FEATURING
Annexes.
XK: Your photo project has a dream like and psychedelic quality. Could you elaborate a little bit on your aesthetic decisions in the photos?
ZW: I first made this series in conventional chroma. But because people around me were used to these glitches in the Moroccan cityscapes, I needed something else. So I used infrared photography, a technique i've been used when I first started taking photography seriously. I wanted to put emphasis on certain scenes, using infrared strange chroma, to point out at what's happening. It creates a wide range of chromatic weird contrast, breaking down with the apparent normality surrounding the outskirts of the city.
XK: What was the motivation behind the project? Where were the photographs taken and how important is that to the larger meaning?
ZW: It sometimes happens that instead of actively doing a deep research on a topic, there’s simply an overexposure to the content. In this case I’d like to vaguely introduce myself. Being one of the many Moroccans living abroad, and facing various kinds of mainstream storytellings regarding the idea of progress, I have to say that I’m always amazed when I go back to my city of birth. That high contrast between the West European urban-rural landscape and the Moroccan is an abrupt kind of one to say the least. Besides the global chaotic feeling that the lack of “ visual “ order provides, there’s also a feeling that a strange idea of progress is implemented. Thus, it always feel that the landscape is the ultimate proof that either the whole country is a work in progress, or the idea itself is the one being continually reconsidered. Such an idea is pretty important, after-all, progress is usually the “horizon” a country is heading towards.
Human landscape is not just an aesthetic visual feature, it is the main result of a series of social, political and economical narratives.

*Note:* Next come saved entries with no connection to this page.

//! Engine assembly and the state it owns.

pub mod clock;
pub mod events;
pub mod game;
pub mod store;

use std::{
    sync::{
        Arc, Mutex, PoisonError,
        atomic::{AtomicBool, Ordering},
    },
    time::Duration,
};

use reqwest::Client;
use tokio::{
    sync::{broadcast, mpsc, watch},
    task::JoinHandle,
};
use tokio_util::sync::CancellationToken;
use tracing::{debug, info};

use crate::{
    config::EngineConfig,
    dto::ws::VictoryEvent,
    error::EngineError,
    services::{
        commands::CommandDispatcher,
        ingest::{self, INGEST_CAPACITY, InboundEvent, IngestHandle},
        reconcile::Reconciler,
        status::{DeviceStatus, TierPartition, partition},
        ticker::{self, Tick},
        timer::{ExpiryDetector, TimerProjection, project},
        transport::{ChannelHealth, ConnectionState, TransportManager},
    },
};

use self::{
    clock::{Clock, ClockService, SystemClock},
    events::VictoryHub,
    store::{StateStore, WorldView},
};

/// Engine handle shared across tasks.
pub type SharedEngine = Arc<Engine>;

const VICTORY_CAPACITY: usize = 16;
/// Shortest tick period the engine will run with.
const MIN_TICK_INTERVAL: Duration = Duration::from_millis(1);

/// The synchronisation engine: store, clock, push channel, pull fallback and commands.
///
/// Build exactly one per process and hand the [`SharedEngine`] to whatever consumes it.
/// Nothing runs until [`Engine::start`].
pub struct Engine {
    config: EngineConfig,
    clock: Arc<ClockService>,
    store: Arc<StateStore>,
    victories: Arc<VictoryHub>,
    ingest: IngestHandle,
    ingest_rx: Mutex<Option<mpsc::Receiver<InboundEvent>>>,
    transport: Arc<TransportManager>,
    reconciler: Arc<Reconciler>,
    commands: CommandDispatcher,
    ticks_tx: Mutex<Option<watch::Sender<Tick>>>,
    ticks_rx: watch::Receiver<Tick>,
    tasks: Mutex<Vec<JoinHandle<()>>>,
    cancel: CancellationToken,
    started: AtomicBool,
}

impl Engine {
    /// Engine on the system clock.
    pub fn new(config: EngineConfig) -> Result<SharedEngine, EngineError> {
        Self::with_clock(config, Arc::new(SystemClock))
    }

    /// Engine on a caller-provided clock.
    pub fn with_clock(
        mut config: EngineConfig,
        clock: Arc<dyn Clock>,
    ) -> Result<SharedEngine, EngineError> {
        config.tick_interval = config.tick_interval.max(MIN_TICK_INTERVAL);
        config.expiry_tolerance_ms = config.expiry_tolerance_ms.saturating_abs();
        let client = Client::builder()
            .build()
            .map_err(|source| EngineError::ClientBuilder { source })?;

        let clock = Arc::new(ClockService::new(clock));
        let store = Arc::new(StateStore::new());
        let victories = Arc::new(VictoryHub::new(VICTORY_CAPACITY));
        let cancel = CancellationToken::new();
        let (ingest, ingest_rx) = ingest::channel(INGEST_CAPACITY);

        let transport = TransportManager::new(
            &config,
            Arc::clone(&clock),
            ingest.clone(),
            cancel.child_token(),
        );
        let reconciler = Arc::new(Reconciler::new(
            client.clone(),
            &config,
            Arc::clone(&clock),
            Arc::clone(&store),
            ingest.clone(),
        ));
        let health: Arc<dyn ChannelHealth> = transport.clone();
        let commands = CommandDispatcher::new(client, &config, health, Arc::clone(&reconciler));
        let (ticks_tx, ticks_rx) = watch::channel(Tick::default());

        Ok(Arc::new(Self {
            config,
            clock,
            store,
            victories,
            ingest,
            ingest_rx: Mutex::new(Some(ingest_rx)),
            transport,
            reconciler,
            commands,
            ticks_tx: Mutex::new(Some(ticks_tx)),
            ticks_rx,
            tasks: Mutex::new(Vec::new()),
            cancel,
            started: AtomicBool::new(false),
        }))
    }

    /// Spawn the ingest loop, pull the initial state, open the push channel and start
    /// ticking. Later calls, and calls after shutdown, do nothing.
    pub async fn start(&self) {
        if self.cancel.is_cancelled() {
            debug!("engine shut down; ignoring start");
            return;
        }
        if self.started.swap(true, Ordering::SeqCst) {
            debug!("engine already started");
            return;
        }

        let ingest_rx = self
            .ingest_rx
            .lock()
            .unwrap_or_else(PoisonError::into_inner)
            .take();
        if let Some(rx) = ingest_rx {
            self.spawn(ingest::run(
                rx,
                Arc::clone(&self.store),
                Arc::clone(&self.clock),
                Arc::clone(&self.victories),
                self.cancel.child_token(),
            ));
        }

        let view = self.reconciler.refresh().await;
        info!(
            devices = view.as_ref().map_or(0, |view| view.devices.len()),
            "initial state loaded"
        );

        self.transport.connect();

        let ticks_tx = self
            .ticks_tx
            .lock()
            .unwrap_or_else(PoisonError::into_inner)
            .take();
        if let Some(tx) = ticks_tx {
            self.spawn(ticker::run(
                Arc::clone(&self.clock),
                self.config.tick_interval,
                tx,
                self.cancel.child_token(),
            ));
        }
    }

    /// Stop ticking, close the push channel, drop any pending reconnect and stop ingest.
    /// Resolves once every background task has finished.
    pub async fn shutdown(&self) {
        self.cancel.cancel();
        self.transport.shutdown().await;

        let tasks = std::mem::take(
            &mut *self.tasks.lock().unwrap_or_else(PoisonError::into_inner),
        );
        for task in tasks {
            let _ = task.await;
        }
        // Never started: close the tick channel anyway.
        self.ticks_tx
            .lock()
            .unwrap_or_else(PoisonError::into_inner)
            .take();
        info!("engine stopped");
    }

    fn spawn<F>(&self, future: F)
    where
        F: Future<Output = ()> + Send + 'static,
    {
        let handle = tokio::spawn(future);
        self.tasks
            .lock()
            .unwrap_or_else(PoisonError::into_inner)
            .push(handle);
    }

    /// Configuration the engine was built with.
    pub fn config(&self) -> &EngineConfig {
        &self.config
    }

    /// Current view of devices and game state.
    pub fn view(&self) -> Arc<WorldView> {
        self.store.read()
    }

    /// Store holding the current view.
    pub fn store(&self) -> &Arc<StateStore> {
        &self.store
    }

    /// Clock with the current server offset.
    pub fn clock(&self) -> &Arc<ClockService> {
        &self.clock
    }

    /// Whether a first snapshot has been applied.
    pub fn is_loaded(&self) -> bool {
        self.store.is_loaded()
    }

    /// Liveness of every device in the current view, in store order.
    pub fn device_statuses(&self) -> Vec<DeviceStatus> {
        let view = self.view();
        let now_secs = self.clock.corrected_now_secs();
        view.devices
            .iter()
            .map(|device| DeviceStatus::of(device, now_secs, self.config.thresholds))
            .collect()
    }

    /// Group the devices of `view` by liveness tier at the current corrected time.
    pub fn partition<'a>(&self, view: &'a WorldView) -> TierPartition<'a> {
        partition(
            &view.devices,
            self.clock.corrected_now_secs(),
            self.config.thresholds,
        )
    }

    /// Countdown of the current game at the current corrected time.
    pub fn timer(&self) -> TimerProjection {
        project(&self.view().game, self.clock.corrected_now())
    }

    /// Fresh detector using the configured tolerance.
    pub fn expiry_detector(&self) -> ExpiryDetector {
        ExpiryDetector::new(self.config.expiry_tolerance_ms)
    }

    /// Command dispatcher.
    pub fn commands(&self) -> &CommandDispatcher {
        &self.commands
    }

    /// Full-state pull.
    pub fn reconciler(&self) -> &Reconciler {
        &self.reconciler
    }

    /// Push channel manager.
    pub fn transport(&self) -> &Arc<TransportManager> {
        &self.transport
    }

    /// Whether the push channel is currently delivering updates.
    pub fn is_connected(&self) -> bool {
        self.transport.is_healthy()
    }

    /// Current push channel state.
    pub fn connection_state(&self) -> ConnectionState {
        self.transport.state()
    }

    /// Follow push channel state changes.
    pub fn subscribe_connection(&self) -> watch::Receiver<ConnectionState> {
        self.transport.subscribe_state()
    }

    /// Listen for victory announcements.
    pub fn victories(&self) -> broadcast::Receiver<VictoryEvent> {
        self.victories.subscribe()
    }

    /// Tick stream; closes when the engine shuts down.
    pub fn ticks(&self) -> watch::Receiver<Tick> {
        self.ticks_rx.clone()
    }

    /// Pull the full state and wait until it is applied.
    pub async fn refresh(&self) -> Option<Arc<WorldView>> {
        self.reconciler.refresh().await
    }

    /// Queue a snapshot as if it had arrived on the push channel.
    pub fn ingest(&self) -> &IngestHandle {
        &self.ingest
    }
}
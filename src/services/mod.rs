//! Background tasks and pure derivations built on top of the store.

/// Mutating commands and post-command resync.
pub mod commands;
/// Single-writer queue applying snapshots to the store.
pub mod ingest;
/// Full-state pull used at startup and as fallback.
pub mod reconcile;
/// Liveness classification from heartbeat age.
pub mod status;
/// Periodic local clock tick.
pub mod ticker;
/// Countdown projection and expiry detection.
pub mod timer;
/// Push channel connection supervision.
pub mod transport;
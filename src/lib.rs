//! Library crate for tagfleet-sync, the state synchronisation engine behind the tag-game
//! transponder dashboard. Exposes modules for the headless binary and integration tests.

pub mod config;
pub mod dto;
pub mod error;
pub mod services;
pub mod state;

pub use config::EngineConfig;
pub use state::{Engine, SharedEngine};
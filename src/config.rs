//! Engine configuration loading: a JSON file with built-in defaults and environment overrides.

use std::{
    env, fs,
    io::ErrorKind,
    path::{Path, PathBuf},
    time::Duration,
};

use serde::Deserialize;
use tracing::{info, warn};

use crate::error::ConfigError;

/// Default location on disk where the engine looks for the JSON configuration.
const DEFAULT_CONFIG_PATH: &str = "config/engine.json";
/// Environment variable that overrides [`DEFAULT_CONFIG_PATH`].
const CONFIG_PATH_ENV: &str = "TAGFLEET_CONFIG_PATH";
/// Environment variable that overrides the configured server URL.
const SERVER_URL_ENV: &str = "TAGFLEET_SERVER_URL";

const DEFAULT_SERVER_URL: &str = "http://localhost:8080";
const DEFAULT_RECONNECT_DELAY_MS: u64 = 3_000;
const DEFAULT_FETCH_TIMEOUT_MS: u64 = 8_000;
const DEFAULT_CONNECT_TIMEOUT_MS: u64 = 10_000;
const DEFAULT_COMMAND_TIMEOUT_MS: u64 = 8_000;
const DEFAULT_LATE_AFTER_SECS: i64 = 10;
const DEFAULT_OFFLINE_AFTER_SECS: i64 = 20;
const DEFAULT_TICK_INTERVAL_MS: u64 = 1_000;
const DEFAULT_EXPIRY_TOLERANCE_MS: i64 = 2_000;

/// Heartbeat-age boundaries used to derive liveness tiers.
#[derive(Debug, Clone, Copy, PartialEq, Eq)]
pub struct StatusThresholds {
    /// Age in seconds from which a device counts as late.
    pub late_after_secs: i64,
    /// Age in seconds from which a device counts as offline.
    pub offline_after_secs: i64,
}

impl Default for StatusThresholds {
    fn default() -> Self {
        Self {
            late_after_secs: DEFAULT_LATE_AFTER_SECS,
            offline_after_secs: DEFAULT_OFFLINE_AFTER_SECS,
        }
    }
}

/// Delay schedule applied between push channel reconnect attempts.
///
/// The delay doubles after every failed attempt until it reaches `max_delay`.
/// With `initial_delay == max_delay` this degenerates to a fixed delay.
#[derive(Debug, Clone, Copy, PartialEq, Eq)]
pub struct ReconnectPolicy {
    /// Delay before the first reconnect attempt after a disconnect.
    pub initial_delay: Duration,
    /// Upper bound for the delay.
    pub max_delay: Duration,
}

impl ReconnectPolicy {
    /// Fixed delay between attempts.
    pub fn fixed(delay: Duration) -> Self {
        Self {
            initial_delay: delay,
            max_delay: delay,
        }
    }

    /// Delay that follows `current` once another attempt failed.
    pub fn next_delay(&self, current: Duration) -> Duration {
        (current * 2).min(self.max_delay)
    }
}

impl Default for ReconnectPolicy {
    fn default() -> Self {
        Self::fixed(Duration::from_millis(DEFAULT_RECONNECT_DELAY_MS))
    }
}

#[derive(Debug, Clone)]
/// Immutable runtime configuration shared by every engine component.
pub struct EngineConfig {
    /// Base HTTP URL of the game server, e.g. `http://10.0.0.2:8080`.
    pub server_url: String,
    /// Reconnect schedule for the push channel.
    pub reconnect: ReconnectPolicy,
    /// Upper bound for the push channel handshake.
    pub connect_timeout: Duration,
    /// Upper bound for a full-state pull.
    pub fetch_timeout: Duration,
    /// Upper bound for a single command request.
    pub command_timeout: Duration,
    /// Liveness tier boundaries.
    pub thresholds: StatusThresholds,
    /// Period of the local clock tick.
    pub tick_interval: Duration,
    /// Window around the scheduled end in which a stopped timer counts as expired.
    pub expiry_tolerance_ms: i64,
}

impl EngineConfig {
    /// Build a default configuration pointing at `server_url`.
    pub fn new(server_url: impl Into<String>) -> Self {
        Self {
            server_url: server_url.into(),
            ..Self::default()
        }
    }

    /// Load the configuration from disk, falling back to built-in defaults, then apply
    /// environment overrides.
    pub fn load() -> Self {
        let path = resolve_config_path();
        let mut config = match read_raw(&path) {
            Ok(Some(raw)) => {
                info!(path = %path.display(), "loaded engine config");
                raw.into()
            }
            Ok(None) => {
                info!(
                    path = %path.display(),
                    "config file not found; using built-in defaults"
                );
                Self::default()
            }
            Err(err) => {
                warn!(error = %err, "failed to load config; falling back to defaults");
                Self::default()
            }
        };

        if let Some(url) = env::var(SERVER_URL_ENV).ok().filter(|url| !url.is_empty()) {
            config.server_url = url;
        }

        config
    }

    /// Build the URL of an HTTP endpoint relative to the server root.
    pub fn endpoint(&self, path: &str) -> String {
        format!(
            "{}/{}",
            self.server_url.trim_end_matches('/'),
            path.trim_start_matches('/')
        )
    }

    /// Push channel URL: same host as the HTTP API with the scheme upgraded to `ws`/`wss`.
    pub fn push_url(&self) -> Option<String> {
        let base = self.server_url.trim_end_matches('/');
        let (scheme, rest) = base.split_once("://")?;
        let ws_scheme = match scheme {
            "http" | "ws" => "ws",
            "https" | "wss" => "wss",
            _ => return None,
        };
        if rest.is_empty() {
            return None;
        }
        Some(format!("{ws_scheme}://{rest}/ws"))
    }
}

impl Default for EngineConfig {
    fn default() -> Self {
        Self {
            server_url: DEFAULT_SERVER_URL.to_string(),
            reconnect: ReconnectPolicy::default(),
            connect_timeout: Duration::from_millis(DEFAULT_CONNECT_TIMEOUT_MS),
            fetch_timeout: Duration::from_millis(DEFAULT_FETCH_TIMEOUT_MS),
            command_timeout: Duration::from_millis(DEFAULT_COMMAND_TIMEOUT_MS),
            thresholds: StatusThresholds::default(),
            tick_interval: Duration::from_millis(DEFAULT_TICK_INTERVAL_MS),
            expiry_tolerance_ms: DEFAULT_EXPIRY_TOLERANCE_MS,
        }
    }
}

#[derive(Debug, Default, Deserialize)]
#[serde(default)]
/// JSON representation of the configuration file located at [`DEFAULT_CONFIG_PATH`].
struct RawConfig {
    server_url: Option<String>,
    reconnect_delay_ms: Option<u64>,
    max_reconnect_delay_ms: Option<u64>,
    connect_timeout_ms: Option<u64>,
    fetch_timeout_ms: Option<u64>,
    command_timeout_ms: Option<u64>,
    late_after_secs: Option<i64>,
    offline_after_secs: Option<i64>,
    tick_interval_ms: Option<u64>,
    expiry_tolerance_ms: Option<i64>,
}

impl From<RawConfig> for EngineConfig {
    fn from(raw: RawConfig) -> Self {
        let defaults = Self::default();

        let initial_delay = raw
            .reconnect_delay_ms
            .map(Duration::from_millis)
            .unwrap_or(defaults.reconnect.initial_delay);
        let max_delay = raw
            .max_reconnect_delay_ms
            .map(Duration::from_millis)
            .unwrap_or(initial_delay)
            .max(initial_delay);

        let thresholds = StatusThresholds {
            late_after_secs: raw
                .late_after_secs
                .unwrap_or(defaults.thresholds.late_after_secs),
            offline_after_secs: raw
                .offline_after_secs
                .unwrap_or(defaults.thresholds.offline_after_secs),
        };
        let thresholds = if thresholds.late_after_secs < 0
            || thresholds.offline_after_secs <= thresholds.late_after_secs
        {
            warn!(
                late = thresholds.late_after_secs,
                offline = thresholds.offline_after_secs,
                "invalid liveness thresholds; using defaults"
            );
            StatusThresholds::default()
        } else {
            thresholds
        };

        Self {
            server_url: raw
                .server_url
                .filter(|url| !url.is_empty())
                .unwrap_or(defaults.server_url),
            reconnect: ReconnectPolicy {
                initial_delay,
                max_delay,
            },
            connect_timeout: raw
                .connect_timeout_ms
                .filter(|ms| *ms > 0)
                .map(Duration::from_millis)
                .unwrap_or(defaults.connect_timeout),
            fetch_timeout: raw
                .fetch_timeout_ms
                .map(Duration::from_millis)
                .unwrap_or(defaults.fetch_timeout),
            command_timeout: raw
                .command_timeout_ms
                .map(Duration::from_millis)
                .unwrap_or(defaults.command_timeout),
            thresholds,
            tick_interval: raw
                .tick_interval_ms
                .filter(|ms| *ms > 0)
                .map(Duration::from_millis)
                .unwrap_or(defaults.tick_interval),
            expiry_tolerance_ms: raw
                .expiry_tolerance_ms
                .map(i64::saturating_abs)
                .unwrap_or(defaults.expiry_tolerance_ms),
        }
    }
}

/// Read and parse the config file; `Ok(None)` when it does not exist.
fn read_raw(path: &Path) -> Result<Option<RawConfig>, ConfigError> {
    let contents = match fs::read_to_string(path) {
        Ok(contents) => contents,
        Err(err) if err.kind() == ErrorKind::NotFound => return Ok(None),
        Err(source) => {
            return Err(ConfigError::Read {
                path: path.display().to_string(),
                source,
            });
        }
    };

    serde_json::from_str::<RawConfig>(&contents)
        .map(Some)
        .map_err(|source| ConfigError::Parse {
            path: path.display().to_string(),
            source,
        })
}

/// Resolve the configuration path taking the environment override into account.
fn resolve_config_path() -> PathBuf {
    env::var_os(CONFIG_PATH_ENV)
        .map(PathBuf::from)
        .filter(|path| !path.as_os_str().is_empty())
        .unwrap_or_else(|| PathBuf::from(DEFAULT_CONFIG_PATH))
}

It is not surprising to see that the way a country builds with concrete illustrate the inner social disorders it is facing, and my country is a great example for this.
My photographic series called Annexes, was produced around Casablanca( Morocco) outskirts. It’s main purpose is to explore the way old boundaries existing between the rural world and an ever-growing urban world seem to be fading away. A deep transition is taking place. A kind of collision none expected.
It simply looks like the urban world is annexing small parts of the rural areas without any sort of urban planning, most of this process occurs in a violent silence. The main feeling is that this is not a relationship of consent, but rather a certain violence in this accelerating process. The rural world and the urban one are frontally colliding. Moreover, I feel that there is a tremendous lack of planning, which is already starting to produce weird landscapes, in which we clearly see that each part is trying to survive on its own. Real-Estate companies take advantage on anti-speculation laws that put agricultors under pressure; either they reach a certain quantity of production or they are forced to sell their lands quickly at low prices.
This urbanistic phenomenon brings a whole series of social and ecological issues that we are starting to be aware of. Agricultors are forced to live in the new city outskirts in precarious ways; people that cannot afford living in the city center are also forced to exile themselves in this very same outskirts as former agricultors, creating new neighbours of “ exiled “ people that end up being city-ghettos. The phenomenon is so fast, that it seems that the city was built with it's ghettos from the beginning. On the other hand, despite of having a strong Moroccan Diaspora in France and knowing from first hand the Banlieues neighbourhoods beneath the Romantic Paris, we are pretty much doing the same around our big cities. A general “Parisisation” that is sadly becoming common in the Maghreb region and in the so badly called Third-World
I believe that photography can play a major role when it comes to documenting tasks. In order to understand a fast-changing phenomenon, we always need a way to slow down our sense of it. What’s also surprising ( or not) is how fast people get used to their human environment and stop being shocked with all of these rural-urban cityscape glitches. That’s another of the main objectives of this series: pinpointing normalized, yet abnormal images.